use axum::{extract::State, Json};
use serde_json::{json, Value};

use crate::state::AppState;

/// GET /health
/// Reports the service version and whether a user session is held.
pub async fn health_handler(State(state): State<AppState>) -> Json<Value> {
    let auth = state.tracker.auth.current();
    Json(json!({
        "status": "ok",
        "version": env!("CARGO_PKG_VERSION"),
        "service": "jobtrack",
        "signed_in": auth.has_session()
    }))
}
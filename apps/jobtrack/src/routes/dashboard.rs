use axum::{extract::State, Json};

use crate::errors::AppError;
use crate::notify::Notification;
use crate::state::AppState;
use crate::views::DashboardSummary;

/// GET /api/v1/dashboard
pub async fn handle_dashboard(
    State(state): State<AppState>,
) -> Result<Json<DashboardSummary>, AppError> {
    Ok(Json(state.tracker.summary().await?))
}

/// GET /api/v1/notifications
/// Hands over every queued toast; each is returned once.
pub async fn handle_notifications(State(state): State<AppState>) -> Json<Vec<Notification>> {
    Json(state.notifications.lock().await.drain())
}
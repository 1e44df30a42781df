//! Client-side data layer of a job-search tracker: per-table stores synced
//! with a hosted REST backend, an auth/session gate, toast notifications,
//! and a small local HTTP API over all of it.

pub mod auth;
pub mod config;
pub mod errors;
pub mod models;
pub mod notify;
pub mod query;
pub mod remote;
pub mod routes;
pub mod state;
pub mod store;
pub mod views;
use axum::{
    extract::{Path, State},
    Json,
};
use uuid::Uuid;

use crate::errors::AppError;
use crate::models::{ProgressUpdate, UserQuestionProgress};
use crate::state::AppState;

/// GET /api/v1/progress
pub async fn handle_list_progress(
    State(state): State<AppState>,
) -> Result<Json<Vec<UserQuestionProgress>>, AppError> {
    Ok(Json(state.tracker.progress.fetch().await?))
}

/// PUT /api/v1/progress/:question_id
pub async fn handle_put_progress(
    State(state): State<AppState>,
    Path(question_id): Path<Uuid>,
    Json(update): Json<ProgressUpdate>,
) -> Result<Json<UserQuestionProgress>, AppError> {
    let row = state
        .tracker
        .progress
        .update_progress(question_id, update)
        .await?;
    Ok(Json(row))
}

/// POST /api/v1/progress/:question_id/reset
pub async fn handle_reset_progress(
    State(state): State<AppState>,
    Path(question_id): Path<Uuid>,
) -> Result<Json<UserQuestionProgress>, AppError> {
    Ok(Json(state.tracker.progress.reset_progress(question_id).await?))
}

/// POST /api/v1/progress/:question_id/solve
pub async fn handle_record_solve(
    State(state): State<AppState>,
    Path(question_id): Path<Uuid>,
) -> Result<Json<UserQuestionProgress>, AppError> {
    Ok(Json(state.tracker.progress.record_solve(question_id).await?))
}
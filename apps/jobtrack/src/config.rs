use anyhow::{Context, Result};

use crate::notify::ToastDurations;

/// Daemon configuration loaded from environment variables.
/// Fails at startup if required variables are missing.
#[derive(Debug, Clone)]
pub struct Config {
    /// Base URL of the hosted data service, e.g. `https://xyz.example.co`.
    pub api_url: String,
    /// Public (anon) key sent as the `apikey` header on every request.
    pub anon_key: String,
    pub port: u16,
    pub rust_log: String,
    pub toast_durations: ToastDurations,
}

impl Config {
    pub fn from_env() -> Result<Self> {
        dotenvy::dotenv().ok(); // load .env if present; ignore if missing

        let defaults = ToastDurations::default();

        Ok(Config {
            api_url: require_env("JOBTRACK_API_URL")?
                .trim_end_matches('/')
                .to_string(),
            anon_key: require_env("JOBTRACK_ANON_KEY")?,
            port: std::env::var("PORT")
                .unwrap_or_else(|_| "8080".to_string())
                .parse::<u16>()
                .context("PORT must be a valid port number")?,
            rust_log: std::env::var("RUST_LOG").unwrap_or_else(|_| "info".to_string()),
            toast_durations: ToastDurations {
                success_ms: optional_millis("JOBTRACK_TOAST_SUCCESS_MS", defaults.success_ms)?,
                error_ms: optional_millis("JOBTRACK_TOAST_ERROR_MS", defaults.error_ms)?,
                info_ms: optional_millis("JOBTRACK_TOAST_INFO_MS", defaults.info_ms)?,
            },
        })
    }
}

fn require_env(key: &str) -> Result<String> {
    std::env::var(key).with_context(|| format!("Required environment variable '{key}' is not set"))
}

fn optional_millis(key: &str, default: u64) -> Result<u64> {
    match std::env::var(key) {
        Ok(raw) => raw
            .parse::<u64>()
            .with_context(|| format!("{key} must be a duration in milliseconds")),
        Err(_) => Ok(default),
    }
}
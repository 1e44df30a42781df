use chrono::{DateTime, Utc};
use serde::{Deserialize, Serialize};
use uuid::Uuid;

use crate::models::{haystack, Entity};
use crate::query::Direction;

#[derive(Debug, Clone, Copy, Serialize, Deserialize, PartialEq, Eq, Hash)]
#[serde(rename_all = "snake_case")]
pub enum Difficulty {
    Easy,
    Medium,
    Hard,
}

impl Difficulty {
    pub fn as_str(&self) -> &'static str {
        match self {
            Difficulty::Easy => "easy",
            Difficulty::Medium => "medium",
            Difficulty::Hard => "hard",
        }
    }
}

/// A practice problem. `status_label` reports difficulty so list filters
/// can narrow by it.
#[derive(Debug, Clone, Serialize, Deserialize, PartialEq)]
pub struct Question {
    pub id: Uuid,
    pub user_id: Uuid,
    pub title: String,
    pub difficulty: Difficulty,
    #[serde(default)]
    pub url: Option<String>,
    #[serde(default)]
    pub notes: Option<String>,
    #[serde(default)]
    pub category_id: Option<Uuid>,
    pub created_at: DateTime<Utc>,
    #[serde(default)]
    pub updated_at: Option<DateTime<Utc>>,
}

#[derive(Debug, Clone, Serialize, Deserialize)]
pub struct NewQuestion {
    pub title: String,
    pub difficulty: Difficulty,
    #[serde(default, skip_serializing_if = "Option::is_none")]
    pub url: Option<String>,
    #[serde(default, skip_serializing_if = "Option::is_none")]
    pub notes: Option<String>,
    #[serde(default, skip_serializing_if = "Option::is_none")]
    pub category_id: Option<Uuid>,
}

#[derive(Debug, Clone, Serialize, Deserialize, Default)]
pub struct QuestionPatch {
    #[serde(default, skip_serializing_if = "Option::is_none")]
    pub title: Option<String>,
    #[serde(default, skip_serializing_if = "Option::is_none")]
    pub difficulty: Option<Difficulty>,
    #[serde(default, skip_serializing_if = "Option::is_none")]
    pub url: Option<String>,
    #[serde(default, skip_serializing_if = "Option::is_none")]
    pub notes: Option<String>,
    #[serde(default, skip_serializing_if = "Option::is_none")]
    pub category_id: Option<Uuid>,
}

impl Entity for Question {
    const TABLE: &'static str = "questions";
    const LABEL: &'static str = "Question";

    type New = NewQuestion;
    type Patch = QuestionPatch;

    fn id(&self) -> Uuid {
        self.id
    }

    fn user_id(&self) -> Uuid {
        self.user_id
    }

    fn search_text(&self) -> String {
        haystack(&[Some(self.title.as_str()), self.notes.as_deref()])
    }

    fn status_label(&self) -> Option<&'static str> {
        Some(self.difficulty.as_str())
    }
}

#[derive(Debug, Clone, Serialize, Deserialize, PartialEq)]
pub struct QuestionCategory {
    pub id: Uuid,
    pub user_id: Uuid,
    pub name: String,
    pub created_at: DateTime<Utc>,
}

#[derive(Debug, Clone, Serialize, Deserialize)]
pub struct NewCategory {
    pub name: String,
}

#[derive(Debug, Clone, Serialize, Deserialize, Default)]
pub struct CategoryPatch {
    #[serde(default, skip_serializing_if = "Option::is_none")]
    pub name: Option<String>,
}

impl Entity for QuestionCategory {
    const TABLE: &'static str = "question_categories";
    const LABEL: &'static str = "Category";
    const DEFAULT_ORDER: (&'static str, Direction) = ("name", Direction::Asc);

    type New = NewCategory;
    type Patch = CategoryPatch;

    fn id(&self) -> Uuid {
        self.id
    }

    fn user_id(&self) -> Uuid {
        self.user_id
    }

    fn search_text(&self) -> String {
        self.name.clone()
    }
}
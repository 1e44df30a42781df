use std::sync::Arc;

use chrono::Utc;
use tokio::sync::Mutex;
use tracing::info;

use crate::auth::{AuthBackend, AuthStore};
use crate::errors::TrackerError;
use crate::models::{
    Document, Entity, Interview, Job, JobApplication, Question, QuestionCategory, Task,
};
use crate::notify::{NotificationQueue, Notifier};
use crate::remote::RemoteService;
use crate::store::{EntityStore, ProgressStore};
use crate::views::{compute_summary, DashboardSummary};

/// Every store of the app, built once at start-up and shared by reference.
pub struct Tracker {
    pub auth: AuthStore,
    pub jobs: EntityStore<Job>,
    pub applications: EntityStore<JobApplication>,
    pub interviews: EntityStore<Interview>,
    pub tasks: EntityStore<Task>,
    pub questions: EntityStore<Question>,
    pub categories: EntityStore<QuestionCategory>,
    pub documents: EntityStore<Document>,
    pub progress: ProgressStore,
}

impl Tracker {
    pub fn new(
        remote: Arc<dyn RemoteService>,
        auth_backend: Arc<dyn AuthBackend>,
        notifier: Notifier,
    ) -> Self {
        let auth = AuthStore::new(auth_backend, notifier.clone());
        let rx = auth.subscribe();
        macro_rules! store {
            () => {
                EntityStore::new(remote.clone(), rx.clone(), notifier.clone())
            };
        }

        Self {
            jobs: store!(),
            applications: store!(),
            interviews: store!(),
            tasks: store!(),
            questions: store!(),
            categories: store!(),
            documents: store!(),
            progress: ProgressStore::new(store!()),
            auth,
        }
    }

    /// Signs out and drops every cached row.
    pub async fn sign_out(&self) -> Result<(), TrackerError> {
        let outcome = self.auth.sign_out().await;
        self.jobs.clear().await;
        self.applications.clear().await;
        self.interviews.clear().await;
        self.tasks.clear().await;
        self.questions.clear().await;
        self.categories.clear().await;
        self.documents.clear().await;
        self.progress.clear().await;
        info!("Cleared cached rows");
        outcome
    }

    /// Refreshes the stores the dashboard reads, then summarises them.
    pub async fn summary(&self) -> Result<DashboardSummary, TrackerError> {
        let (jobs, applications, interviews, tasks, progress) = tokio::try_join!(
            self.jobs.fetch(),
            self.applications.fetch(),
            self.interviews.fetch(),
            self.tasks.fetch(),
            self.progress.fetch(),
        )?;
        Ok(compute_summary(
            &jobs,
            &applications,
            &interviews,
            &tasks,
            &progress,
            Utc::now(),
        ))
    }
}

/// Shared application state injected into all route handlers via Axum extractors.
#[derive(Clone)]
pub struct AppState {
    pub tracker: Arc<Tracker>,
    pub notifications: Arc<Mutex<NotificationQueue>>,
}

impl AppState {
    pub fn new(tracker: Tracker, notifications: NotificationQueue) -> Self {
        Self {
            tracker: Arc::new(tracker),
            notifications: Arc::new(Mutex::new(notifications)),
        }
    }
}

/// Picks the store an entity type lives in, so routes can stay generic.
pub trait StoreFor: Entity {
    fn store(tracker: &Tracker) -> &EntityStore<Self>;
}

macro_rules! store_for {
    ($($entity:ty => $field:ident),* $(,)?) => {
        $(impl StoreFor for $entity {
            fn store(tracker: &Tracker) -> &EntityStore<Self> {
                &tracker.$field
            }
        })*
    };
}

store_for! {
    Job => jobs,
    JobApplication => applications,
    Interview => interviews,
    Task => tasks,
    Question => questions,
    QuestionCategory => categories,
    Document => documents,
}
···
## [ASSIGNMENT]
Across the data, pull every line containing the string "tokio".

## [TASK OUTPUT]
use tokio::sync::Mutex;
        let (jobs, applications, interviews, tasks, progress) = tokio::try_join!(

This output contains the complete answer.